Give again exactly the lines that stretch from the one with "pub mod contract;" to the end of the data below, including both of those lines and nothing else.

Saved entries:
------------------------------

//! Record type definitions
//!
//! gcPanel manages the following record types:
//!
//! **Contract administration (file-backed):**
//! - [`Contract`] - Prime/owner contracts with derived current value
//! - [`ChangeOrder`] - Contract amendments adjusting scope, price, or schedule
//! - [`Subcontract`] - Trade contractor agreements
//! - [`Invoice`] - Progress billing with retainage
//!
//! **Settings (session-scoped, in-memory):**
//! - [`UserPreference`] - Per-user interface and notification preferences
//! - [`SystemConfiguration`] - System-wide configuration settings
//! - [`IntegrationSetting`] - Third-party integration connection records

pub mod change_order;
pub mod configuration;
pub mod contract;
pub mod integration;
pub mod invoice;
pub mod preference;
pub mod subcontract;

pub use change_order::ChangeOrder;
pub use configuration::SystemConfiguration;
pub use contract::Contract;
pub use integration::IntegrationSetting;
pub use invoice::Invoice;
pub use preference::UserPreference;
pub use subcontract::Subcontract;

------------------------------

* _ANSWER SPACE_:
pub mod contract;
pub mod integration;
pub mod invoice;
pub mod preference;
pub mod subcontract;

pub use change_order::ChangeOrder;
pub use configuration::SystemConfiguration;
pub use contract::Contract;
pub use integration::IntegrationSetting;
pub use invoice::Invoice;
pub use preference::UserPreference;
pub use subcontract::Subcontract;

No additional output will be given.